**Exercise aim**. Report how many lines of the material below contain the string "consumer". The reply is that number and no more.

————

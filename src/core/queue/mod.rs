use std::collections::VecDeque;
use std::sync::{Arc, Condvar, Mutex, MutexGuard};
use std::time::{Duration, Instant};
use tracing::trace;

use crate::core::error::QueueError;

/// Which end of the buffer `receive` takes from
#[derive(Debug, Clone, Copy, PartialEq, Eq, Default)]
pub enum DeliveryOrder {
    /// Oldest value first
    #[default]
    Fifo,
    /// Most recently sent value first. Older values wait until the
    /// queue drains, so a slow consumer may never see them.
    Lifo,
}

struct QueueState<T> {
    items: VecDeque<T>,
    closed: bool,
}

/// Thread-safe handoff queue with blocking receive and notifying send
pub struct MessageQueue<T> {
    state: Mutex<QueueState<T>>,
    available: Condvar,
    order: DeliveryOrder,
}

impl<T> MessageQueue<T> {
    /// Create a new, empty FIFO queue
    pub fn new() -> Self {
        Self::with_order(DeliveryOrder::Fifo)
    }

    pub fn with_order(order: DeliveryOrder) -> Self {
        Self {
            state: Mutex::new(QueueState {
                items: VecDeque::new(),
                closed: false,
            }),
            available: Condvar::new(),
            order,
        }
    }

    // A panic while holding the lock cannot leave the deque half-updated,
    // so a poisoned lock is still safe to use.
    fn lock(&self) -> MutexGuard<'_, QueueState<T>> {
        self.state.lock().unwrap_or_else(|poisoned| poisoned.into_inner())
    }

    fn take(&self, state: &mut QueueState<T>) -> Option<T> {
        let len_before = state.items.len();
        let result = match self.order {
            DeliveryOrder::Fifo => state.items.pop_front(),
            DeliveryOrder::Lifo => state.items.pop_back(),
        };
        // -- post op assertion: queue size decreases if a value was taken
        if result.is_some() {
            debug_assert_eq!(state.items.len(), len_before - 1, "Queue length should decrease by 1");
        }
        result
    }

    /// Append a value and wake one blocked receiver.
    ///
    /// Never blocks: the queue is unbounded. Fails only once the queue is closed.
    pub fn send(&self, value: T) -> Result<(), QueueError> {
        let mut state = self.lock();
        if state.closed {
            return Err(QueueError::Closed);
        }
        state.items.push_back(value);
        let pending = state.items.len();
        drop(state);
        self.available.notify_one();
        trace!(pending, "message sent");
        Ok(())
    }

    /// Block until a value is available and take it.
    ///
    /// Values still buffered when the queue is closed are handed out first;
    /// after that every call returns [`QueueError::Closed`].
    pub fn receive(&self) -> Result<T, QueueError> {
        let mut state = self.lock();
        loop {
            if let Some(value) = self.take(&mut state) {
                trace!(pending = state.items.len(), "message received");
                return Ok(value);
            }
            if state.closed {
                return Err(QueueError::Closed);
            }
            state = self
                .available
                .wait(state)
                .unwrap_or_else(|poisoned| poisoned.into_inner());
        }
    }

    /// Like [`receive`](Self::receive), giving up after `timeout`.
    ///
    /// A timeout too large to represent as a deadline waits without one.
    pub fn receive_timeout(&self, timeout: Duration) -> Result<T, QueueError> {
        let Some(deadline) = Instant::now().checked_add(timeout) else {
            return self.receive();
        };
        let mut state = self.lock();
        loop {
            if let Some(value) = self.take(&mut state) {
                return Ok(value);
            }
            if state.closed {
                return Err(QueueError::Closed);
            }
            let now = Instant::now();
            if now >= deadline {
                return Err(QueueError::Timeout);
            }
            let (guard, _) = self
                .available
                .wait_timeout(state, deadline - now)
                .unwrap_or_else(|poisoned| poisoned.into_inner());
            state = guard;
        }
    }

    /// Take a value if one is buffered, without blocking
    pub fn try_receive(&self) -> Option<T> {
        let mut state = self.lock();
        self.take(&mut state)
    }

    /// Reject further sends and wake every blocked receiver
    pub fn close(&self) {
        let mut state = self.lock();
        state.closed = true;
        drop(state);
        self.available.notify_all();
    }

    pub fn is_closed(&self) -> bool {
        self.lock().closed
    }

    /// Get the current queue length
    pub fn len(&self) -> usize {
        self.lock().items.len()
    }

    /// Check if empty
    pub fn is_empty(&self) -> bool {
        self.lock().items.is_empty()
    }

    pub fn order(&self) -> DeliveryOrder {
        self.order
    }
}

impl<T> Default for MessageQueue<T> {
    fn default() -> Self {
        Self::new()
    }
}

/// Queue shared between producer and consumer threads
pub type SafeQueue<T> = Arc<MessageQueue<T>>;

————

**Finished exercise**. 2